Al pasar por la antecámara, encontraron dormida a toda la guardia, menos a Nearco, su capitán, que se paseaba junto a la puerta que daba paso a la estancia de Efestión; la débil luz de una tea, colocada en un pebetero de oro, iluminaba el semblante del joven guerrero al pasar por delante de ella, volviendo a dejarle en la sombra cuando se alejaba con mesurado paso.

Solamente el acompasado ruido de su armadura turbaba el silencio que reinaba en aquel aposento.
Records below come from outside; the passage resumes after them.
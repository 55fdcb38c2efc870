//! Filesystem adapter for the sprint planner.
//!
//! Implements the [`planning::PlanningStore`] and [`planning::StorySource`]
//! traits against a directory of pretty-printed JSON documents.
//!
//! ## Architectural Layer
//!
//! **Infrastructure.** This crate must not contain domain rules. File naming,
//! directory layout, and JSON encoding live here; the [`planning`] crate never
//! sees them.
//!
//! ## Concurrency
//!
//! Single writer only. Two planners running against the same root race on
//! milestone titles and issue numbers; no locking is attempted.

pub mod issues;
pub mod layout;
pub mod milestones;
pub mod stories;

use chrono::{Local, NaiveDate};
use planning::{
    Clock, Issue, IssueIndex, MilestoneIndex, MilestonePlan, NewIssue, PlanningError,
    PlanningStore, RepositoryId, SystemClock,
};

pub use layout::{read_document, write_document, StorageLayout, DEFAULT_ROOT};
pub use stories::StoryFile;

/// [`PlanningStore`] backed by a [`StorageLayout`].
#[derive(Debug, Clone)]
pub struct LocalStore<C = SystemClock> {
    layout: StorageLayout,
    clock: C,
}

impl LocalStore<SystemClock> {
    /// Store using the real wall clock.
    pub fn new(layout: StorageLayout) -> Self {
        Self::with_clock(layout, SystemClock)
    }
}

impl<C: Clock> LocalStore<C> {
    /// Store reading time from `clock`; used to pin issue numbers in tests.
    pub fn with_clock(layout: StorageLayout, clock: C) -> Self {
        Self { layout, clock }
    }

    /// The directory tree this store writes to.
    pub fn layout(&self) -> &StorageLayout {
        &self.layout
    }
}

impl<C: Clock> PlanningStore for LocalStore<C> {
    fn initialize(&self) -> Result<(), PlanningError> {
        self.layout.initialize()
    }

    fn create_milestones(
        &self,
        repository: &RepositoryId,
        sprint_names: &[String],
        start_date: Option<NaiveDate>,
    ) -> Result<MilestonePlan, PlanningError> {
        let start_date = start_date
            .unwrap_or_else(|| self.clock.now().with_timezone(&Local).date_naive());
        milestones::create_milestones(&self.layout, repository, sprint_names, start_date)
    }

    fn create_issue(&self, request: NewIssue<'_>) -> Result<Issue, PlanningError> {
        issues::create_issue(&self.layout, request, self.clock.now())
    }

    fn write_milestone_index(&self, index: &MilestoneIndex) -> Result<(), PlanningError> {
        write_document(&self.layout.milestone_index_path(), index)
    }

    fn write_issue_index(&self, index: &IssueIndex) -> Result<(), PlanningError> {
        write_document(&self.layout.issue_index_path(), index)
    }
}
//! Sprint planning report.
//!
//! Rebuilds views over the local store without trusting it to be consistent:
//! corrupt documents are skipped and issues whose milestone no longer exists
//! are still shown, under a placeholder title.
//!
//! | Module | Contents |
//! |--------|----------|
//! | [`scan`] | `list_issues`, `list_milestones` |
//! | [`grouping`] | `group_by_milestone`, `group_by_assignee` |
//! | [`render`] | `comfy-table` rendering of every view |

pub mod grouping;
pub mod render;
pub mod scan;

use local_store::StorageLayout;
use planning::PlanningError;

pub use grouping::{group_by_assignee, group_by_milestone, AssigneeGroup, MilestoneGroup};
pub use render::{render_by_assignee, render_by_milestone, render_milestones, render_summary};
pub use scan::{list_issues, list_milestones, Scan, SkippedDocument};

/// Scans the store at `layout` and renders the full report: milestones,
/// issues by milestone, issues by assignee.
///
/// # Errors
///
/// Returns [`PlanningError::MissingStorage`] if the storage root does not
/// exist, or [`PlanningError::Io`] if a store directory cannot be listed.
pub fn build_report(layout: &StorageLayout) -> Result<String, PlanningError> {
    if !layout.exists() {
        return Err(PlanningError::MissingStorage {
            path: layout.root().to_path_buf(),
        });
    }

    let issues = list_issues(layout)?.records;
    let milestones = list_milestones(layout)?.records;

    Ok([
        render_milestones(&milestones),
        render_by_milestone(&group_by_milestone(&issues, &milestones)),
        render_by_assignee(&group_by_assignee(&issues)),
    ]
    .join("\n\n"))
}
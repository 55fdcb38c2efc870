//! Shared plumbing for the sprint planner binaries.
//!
//! The binaries are the composition root:
//!
//! 1. **Parse configuration**: load the optional TOML file and apply flag and
//!    environment overrides ([`config`]).
//! 2. **Wire observability**: configure `tracing-subscriber` with a text or
//!    JSON formatter ([`observability`]).
//! 3. **Construct infrastructure**: build the `LocalStore` and story source
//!    and hand them to `PlanningDriver` (`sprint-planner`), or scan the store
//!    and render the report (`sprint-report`).

pub mod config;
pub mod observability;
Al divisar Nearco a la joven princesa, descubrió su cabeza y se adelantó a recibirla con el yelmo en la mano; mas Estratón se abalanzó sobre él, y cubriéndole la cabeza con una capa, le hundió su puñal en la garganta.[8]

[8] Histórico.

El capitán cayó sin lanzar un gemido, y en su rostro juvenil apareció la inmovilidad de la muerte.

—¡Adelante, señora! —dijo Estratón—: tened valor.

—¿No pudierais ir solo? —dijo Hermione, más pálida que el cadáver que yacía tendido a sus pies, y pasando una mano por su frente bañada de helado sudor.

—Imposible —respondió Estratón—: si vos no me acompañáis, yo también me retiro.

—Y mañana —murmuró Teane—, mañana morirá sin remedio el rey a manos de Efestión.